> [Task goal]
Go through the records and show each line where the word "cast" occurs.

Stored data
***
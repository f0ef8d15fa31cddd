/// Splits `items` into contiguous chunks of at most `chunk_size` elements.
///
/// The last chunk may be shorter; an empty slice gives no chunks at all. A
/// `chunk_size` of zero is treated as one.
pub fn chunk<T: Clone>(items: &[T], chunk_size: usize) -> Vec<Vec<T>> {
    items.chunks(chunk_size.max(1)).map(<[T]>::to_vec).collect()
}

#[cfg(test)]
mod tests {
    use super::*;

    #[test]
    fn last_chunk_is_shorter() {
        let items: Vec<u32> = (0..250).collect();
        let chunks = chunk(&items, 100);

        let sizes: Vec<usize> = chunks.iter().map(Vec::len).collect();
        assert_eq!(sizes, vec![100, 100, 50]);
    }

    #[test]
    fn concatenation_reproduces_input() {
        let items: Vec<String> = (0..37).map(|i| format!("id-{i}")).collect();
        for size in [1, 2, 5, 36, 37, 38, 1000] {
            let chunks = chunk(&items, size);
            assert!(chunks.iter().all(|c| !c.is_empty() && c.len() <= size));
            assert_eq!(chunks.concat(), items, "chunk size {size}");
        }
    }

    #[test]
    fn empty_input_gives_no_chunks() {
        let items: Vec<String> = Vec::new();
        assert!(chunk(&items, 10).is_empty());
    }

    #[test]
    fn zero_chunk_size_does_not_panic() {
        assert_eq!(chunk(&[1, 2], 0), vec![vec![1], vec![2]]);
    }
}
mod analysis;
mod charts;
mod config;
mod daily_values;
mod error;
mod fetch;
mod lookups;
mod pipeline;
mod tables;
mod types;
mod utils;

pub use error::PipelineError;
pub use pipeline::*;

pub use config::error::ConfigError;
pub use config::{ChartSettings, DailyValuesSettings, Endpoint, PipelineConfig, TableOutputs};

pub use fetch::error::FetchError;
pub use fetch::{query_params, FeatureSource, HttpSource, QueryParams};

pub use daily_values::aggregator::BatchAggregator;
pub use daily_values::batcher::chunk;
pub use daily_values::extractor::extract_location_ids;
pub use daily_values::{save_daily_values, DailyValuesFetcher};

pub use lookups::error::CacheError;
pub use lookups::{
    get_locations, get_or_fetch, get_parameter_codes, get_statistic_codes, read_collection,
};

pub use tables::cleaner::{clean_and_transform, parse_timestamp, FINAL_COLUMNS};
pub use tables::error::TableError;
pub use tables::export::save_dataframe;
pub use tables::joiner::{join_daily_values_with_locations, LOCATION_COLUMNS};
pub use tables::loader::{
    collection_to_frame, features_to_frame, load_daily_values_and_locations, load_lookup_tables,
};

pub use analysis::summary::{
    observations, print_summary, render_summary, summarize_by_site, summarize_observations,
    Observation, SiteSummary,
};

pub use charts::error::ChartError;
pub use charts::{render_charts, sites_with_both_parameters};

pub use types::feature_collection::FeatureCollection;
pub use types::time_range::TimeRange;
use chrono::{DateTime, TimeDelta, Utc};
use std::fmt;

const API_TIMESTAMP_FORMAT: &str = "%Y-%m-%dT%H:%M:%SZ";

/// The `[now - N days, now]` window shared by every daily-values batch of a run.
///
/// Formats as `start/end` in UTC with second precision, which is the interval
/// syntax the USGS `time` query parameter expects.
#[derive(Debug, Clone, Copy, PartialEq, Eq)]
pub struct TimeRange {
    pub start: DateTime<Utc>,
    pub end: DateTime<Utc>,
}

impl TimeRange {
    /// Window of `days` days ending now.
    pub fn last_days(days: u32) -> Self {
        Self::ending_at(Utc::now(), days)
    }

    pub fn ending_at(end: DateTime<Utc>, days: u32) -> Self {
        Self {
            start: end - TimeDelta::days(i64::from(days)),
            end,
        }
    }
}

impl fmt::Display for TimeRange {
    fn fmt(&self, f: &mut fmt::Formatter<'_>) -> fmt::Result {
        write!(
            f,
            "{}/{}",
            self.start.format(API_TIMESTAMP_FORMAT),
            self.end.format(API_TIMESTAMP_FORMAT)
        )
    }
}
use crate::tables::cleaner::timestamp_column;
use crate::tables::error::TableError;
use crate::tables::require_column;
use chrono::{DateTime, NaiveDateTime};
use polars::prelude::*;
use std::collections::{BTreeMap, BTreeSet};
use tabled::settings::Style;
use tabled::{Table, Tabled};

const BANNER_WIDTH: usize = 130;

/// One cleaned daily value, pulled out of the frame for aggregation.
#[derive(Debug, Clone, PartialEq)]
pub struct Observation {
    pub site: String,
    pub parameter: String,
    pub time: Option<NaiveDateTime>,
    pub value: f64,
    pub unit: Option<String>,
}

/// Statistics for one (site, parameter) pair.
#[derive(Debug, Clone, PartialEq)]
pub struct SiteSummary {
    pub site: String,
    pub parameter: String,
    pub observations: usize,
    pub min: f64,
    pub max: f64,
    /// Rounded to two decimals.
    pub mean: f64,
    pub most_recent_time: Option<NaiveDateTime>,
    pub most_recent_value: f64,
    pub unit: Option<String>,
}

/// Reads the rows of a cleaned frame that have a site, a parameter and a value.
pub fn observations(df: &DataFrame) -> Result<Vec<Observation>, TableError> {
    for column in ["monitoring_location_name", "parameter_name", "value", "time"] {
        require_column(df, "cleaned", column)?;
    }

    let sites = df.column("monitoring_location_name")?.cast(&DataType::String)?;
    let parameters = df.column("parameter_name")?.cast(&DataType::String)?;
    let values = df.column("value")?.cast(&DataType::Float64)?;
    let times = timestamp_column(df.column("time")?, None)?.cast(&DataType::Int64)?;
    let units = match df.column("unit_of_measure") {
        Ok(units) => units.cast(&DataType::String)?,
        Err(_) => Column::full_null("unit_of_measure".into(), df.height(), &DataType::String),
    };

    let rows = sites
        .str()?
        .into_iter()
        .zip(parameters.str()?)
        .zip(values.f64()?)
        .zip(times.i64()?)
        .zip(units.str()?);

    Ok(rows
        .filter_map(|((((site, parameter), value), time), unit)| {
            Some(Observation {
                site: site?.to_string(),
                parameter: parameter?.to_string(),
                value: value?,
                time: time
                    .and_then(DateTime::from_timestamp_millis)
                    .map(|t| t.naive_utc()),
                unit: unit.map(str::to_string),
            })
        })
        .collect())
}

/// Groups observations by site and parameter, sorted by both.
///
/// The most recent value is the last row when rows are ordered by time with
/// undated rows first; ties keep input order.
pub fn summarize_observations(observations: &[Observation]) -> Vec<SiteSummary> {
    let mut groups: BTreeMap<(&str, &str), Vec<&Observation>> = BTreeMap::new();
    for obs in observations {
        groups
            .entry((obs.site.as_str(), obs.parameter.as_str()))
            .or_default()
            .push(obs);
    }

    groups
        .into_iter()
        .filter_map(|((site, parameter), rows)| {
            let mut latest = *rows.first()?;
            let mut min = f64::INFINITY;
            let mut max = f64::NEG_INFINITY;
            let mut sum = 0.0;
            for &obs in &rows {
                min = min.min(obs.value);
                max = max.max(obs.value);
                sum += obs.value;
                if obs.time >= latest.time {
                    latest = obs;
                }
            }
            Some(SiteSummary {
                site: site.to_string(),
                parameter: parameter.to_string(),
                observations: rows.len(),
                min,
                max,
                mean: round2(sum / rows.len() as f64),
                most_recent_time: latest.time,
                most_recent_value: latest.value,
                unit: latest.unit.clone(),
            })
        })
        .collect()
}

pub fn summarize_by_site(df: &DataFrame) -> Result<Vec<SiteSummary>, TableError> {
    Ok(summarize_observations(&observations(df)?))
}

fn round2(value: f64) -> f64 {
    (value * 100.0).round() / 100.0
}

#[derive(Debug, Clone, Tabled)]
struct SummaryRow {
    #[tabled(rename = "Site")]
    site: String,
    #[tabled(rename = "Parameter")]
    parameter: String,
    #[tabled(rename = "Unit")]
    unit: String,
    #[tabled(rename = "Obs")]
    observations: usize,
    #[tabled(rename = "Min")]
    min: f64,
    #[tabled(rename = "Max")]
    max: f64,
    #[tabled(rename = "Avg")]
    mean: f64,
    #[tabled(rename = "Recent")]
    recent: f64,
    #[tabled(rename = "Recent Date")]
    recent_date: String,
}

impl From<&SiteSummary> for SummaryRow {
    fn from(summary: &SiteSummary) -> Self {
        Self {
            site: short_site_name(&summary.site).to_string(),
            parameter: summary.parameter.clone(),
            unit: summary.unit.clone().unwrap_or_default(),
            observations: summary.observations,
            min: round2(summary.min),
            max: round2(summary.max),
            mean: summary.mean,
            recent: round2(summary.most_recent_value),
            recent_date: summary
                .most_recent_time
                .map(|t| t.format("%Y-%m-%d").to_string())
                .unwrap_or_default(),
        }
    }
}

/// Drops a trailing two-letter state code (`"RIO GRANDE AT OTOWI BRIDGE, NM"`)
/// for display.
fn short_site_name(site: &str) -> &str {
    match site.rsplit_once(", ") {
        Some((name, state))
            if !name.is_empty()
                && state.len() == 2
                && state.bytes().all(|b| b.is_ascii_uppercase()) =>
        {
            name
        }
        _ => site,
    }
}

/// Renders the summary table framed by banners and followed by totals.
pub fn render_summary(summaries: &[SiteSummary]) -> String {
    let banner = "=".repeat(BANNER_WIDTH);
    let rows: Vec<SummaryRow> = summaries.iter().map(SummaryRow::from).collect();
    let table = if rows.is_empty() {
        "(no rows)".to_string()
    } else {
        Table::new(rows).with(Style::markdown()).to_string()
    };

    let sites: BTreeSet<&str> = summaries.iter().map(|s| s.site.as_str()).collect();
    let parameters: BTreeSet<&str> = summaries.iter().map(|s| s.parameter.as_str()).collect();
    let total: usize = summaries.iter().map(|s| s.observations).sum();

    format!(
        "\n{banner}\n{title:^width$}\n{banner}\n\n{table}\n\n{banner}\n\
         Total Sites: {sites} | Total Parameters: {parameters} | Total Observations: {total}\n\
         {banner}\n",
        title = "SUMMARY BY SITE AND PARAMETER",
        width = BANNER_WIDTH,
        sites = sites.len(),
        parameters = parameters.len(),
    )
}

pub fn print_summary(summaries: &[SiteSummary]) {
    println!("{}", render_summary(summaries));
}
***
> [Written response]
    let sites = df.column("monitoring_location_name")?.cast(&DataType::String)?;
    let parameters = df.column("parameter_name")?.cast(&DataType::String)?;
    let values = df.column("value")?.cast(&DataType::Float64)?;
    let times = timestamp_column(df.column("time")?, None)?.cast(&DataType::Int64)?;
        Ok(units) => units.cast(&DataType::String)?,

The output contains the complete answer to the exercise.